When parents decide to separate or divorce, one of the most complicated and emotionally charged matters they handle is child custody.
Several important factors come into play when deciding child custody, and parents should understand these factors.
Child’s age and developmental needs
Although most children, 70.1%, live in two-parent households, nearly 30% live with one parent according to the U.S. Census Bureau. To determine custody of the children in single-parent households, the court considers the children’s age and developmental stage. Younger children often need more hands-on care and stability, while older children may have their preferences and routines.
The strength and quality of the parent-child relationship are also factors. The court examines which parent has acted as the primary caregiver and who can best promote the child’s emotional bonds. In some cases, the court considers the children’s preferences, but they weigh these preferences against other factors.

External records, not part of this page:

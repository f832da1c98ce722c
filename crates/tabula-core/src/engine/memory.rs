//! In-memory persistence engine.
//!
//! `MemoryEngine` keeps every relation in memory. Relations grow
//! additively: opening an existing relation with new columns appends them
//! and fills existing rows with NULL.

use std::collections::{BTreeMap, HashMap};
use std::sync::atomic::{AtomicBool, AtomicU64, Ordering};
use std::sync::Arc;

use parking_lot::RwLock;
use tabula_common::{EngineError, PhysicalId, RequestContext, RowId};
use tracing::{debug, info};

use super::{PersistenceEngine, Record, RelationHandle};
use crate::schema::{ColumnDescriptor, IndexKind};
use crate::value::Value;

/// Counters describing the engine's schema activity.
#[derive(Debug, Default)]
pub struct EngineStats {
    /// Relations created.
    pub creates: AtomicU64,
    /// Relations whose column list was extended.
    pub extensions: AtomicU64,
    /// Create-or-open calls that found the relation unchanged.
    pub opens: AtomicU64,
    /// Lookups served.
    pub queries: AtomicU64,
}

impl EngineStats {
    fn record(counter: &AtomicU64) {
        counter.fetch_add(1, Ordering::Relaxed);
    }
}

/// State of one relation.
#[derive(Debug)]
struct RelationState {
    /// Columns in definition order.
    columns: Vec<ColumnDescriptor>,
    /// Bumped whenever columns are added or altered.
    version: u64,
    /// Rows by id, values aligned with `columns`.
    rows: BTreeMap<RowId, Vec<Value>>,
}

impl RelationState {
    fn position(&self, name: &str) -> Option<usize> {
        self.columns.iter().position(|c| c.name == name)
    }

    fn has_null(&self, idx: usize) -> bool {
        self.rows.values().any(|row| row[idx].is_null())
    }

    fn build_row(
        &self,
        relation: &PhysicalId,
        id: &RowId,
        values: Vec<(String, Value)>,
    ) -> Result<Vec<Value>, EngineError> {
        let invalid = |reason: String| EngineError::InvalidRecord {
            relation: relation.to_string(),
            row_id: id.to_string(),
            reason,
        };

        let mut row = vec![Value::Null; self.columns.len()];
        for (name, value) in values {
            let idx = self
                .position(&name)
                .ok_or_else(|| invalid(format!("unknown column '{}'", name)))?;
            row[idx] = value;
        }

        for (column, value) in self.columns.iter().zip(&row) {
            if !column.accepts(value) {
                return Err(invalid(format!(
                    "value {} does not fit column {}",
                    value, column
                )));
            }
        }

        Ok(row)
    }
}

/// Engine keeping all relations in memory.
#[derive(Debug)]
pub struct MemoryEngine {
    /// Relations by physical name.
    relations: RwLock<HashMap<PhysicalId, Arc<RwLock<RelationState>>>>,
    /// Cleared to simulate an unreachable store.
    available: AtomicBool,
    /// Statistics.
    stats: EngineStats,
}
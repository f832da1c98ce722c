//! Persistence engine interface.
//!
//! The engine owns physical relations and their rows. The binder asks it to
//! create or open a relation for a column list; the resolver asks it for the
//! records matching a set of row ids.
//!
//! # Architecture
//!
//! ```text
//! ┌─────────────────────────────────────────────────────────────┐
//! │           SchemaBinder              RowResolver             │
//! │   (create_or_open_relation)       (query_by_ids)            │
//! └─────────────────────────────────────────────────────────────┘
//!                               │
//!                               ▼
//! ┌─────────────────────────────────────────────────────────────┐
//! │                    PersistenceEngine                        │
//! │   relations keyed by PhysicalId, rows keyed by RowId        │
//! └─────────────────────────────────────────────────────────────┘
//! ```

mod memory;

pub use memory::{EngineStats, MemoryEngine};

use std::collections::HashMap;
use std::fmt;

use tabula_common::{EngineError, PhysicalId, RequestContext, RowId};

use crate::schema::ColumnDescriptor;
use crate::value::Value;

/// Handle to a relation the engine has created or opened.
#[derive(Debug, Clone, PartialEq, Eq, Hash)]
pub struct RelationHandle {
    /// Physical relation name.
    physical_id: PhysicalId,
    /// Schema version of the relation when the handle was issued.
    schema_version: u64,
}

impl RelationHandle {
    /// Creates a new handle.
    pub fn new(physical_id: PhysicalId, schema_version: u64) -> Self {
        Self {
            physical_id,
            schema_version,
        }
    }

    /// Returns the physical relation name.
    pub fn physical_id(&self) -> &PhysicalId {
        &self.physical_id
    }

    /// Returns the schema version.
    pub fn schema_version(&self) -> u64 {
        self.schema_version
    }
}

impl fmt::Display for RelationHandle {
    fn fmt(&self, f: &mut fmt::Formatter<'_>) -> fmt::Result {
        write!(f, "{}@v{}", self.physical_id, self.schema_version)
    }
}

/// A raw record as the engine returns it.
#[derive(Debug, Clone, PartialEq)]
pub struct Record {
    /// Row identity.
    pub id: RowId,
    /// Values by column name.
    pub values: HashMap<String, Value>,
}

impl Record {
    /// Creates a new record.
    pub fn new(id: RowId, values: HashMap<String, Value>) -> Self {
        Self { id, values }
    }
}

/// Storage engine backing physical relations.
pub trait PersistenceEngine: Send + Sync {
    /// Creates the relation if absent, otherwise opens it.
    ///
    /// Must be idempotent for an unchanged column list. Columns missing from
    /// an existing relation are added without touching existing values.
    /// Columns are never removed.
    fn create_or_open_relation(
        &self,
        physical_id: &PhysicalId,
        columns: &[ColumnDescriptor],
        ctx: &RequestContext,
    ) -> Result<RelationHandle, EngineError>;

    /// Returns the records whose identity matches any of `ids`, in a
    /// store-defined order.
    fn query_by_ids(
        &self,
        relation: &RelationHandle,
        ids: &[RowId],
        ctx: &RequestContext,
    ) -> Result<Vec<Record>, EngineError>;
}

Stability and home environment
Judges analyze living conditions, neighborhoods and the overall environment for stability and comfort. They examine the employment situations and daily routines of the parents to determine if their work schedules interfere with their children’s needs.
Judges also consider both parents’ physical and mental health, parenting skills and their ability to provide for children’s physical, emotional and educational needs. They search for a safe and nurturing environment for the children.
History of domestic violence or abuse
The child’s safety is a top priority, so courts seriously evaluate any history of domestic violence or child abuse.
A court typically chooses who the child will live with based on the best interests of the child or children involved. Parents should gather evidence that shows that they can provide the best lives for their children.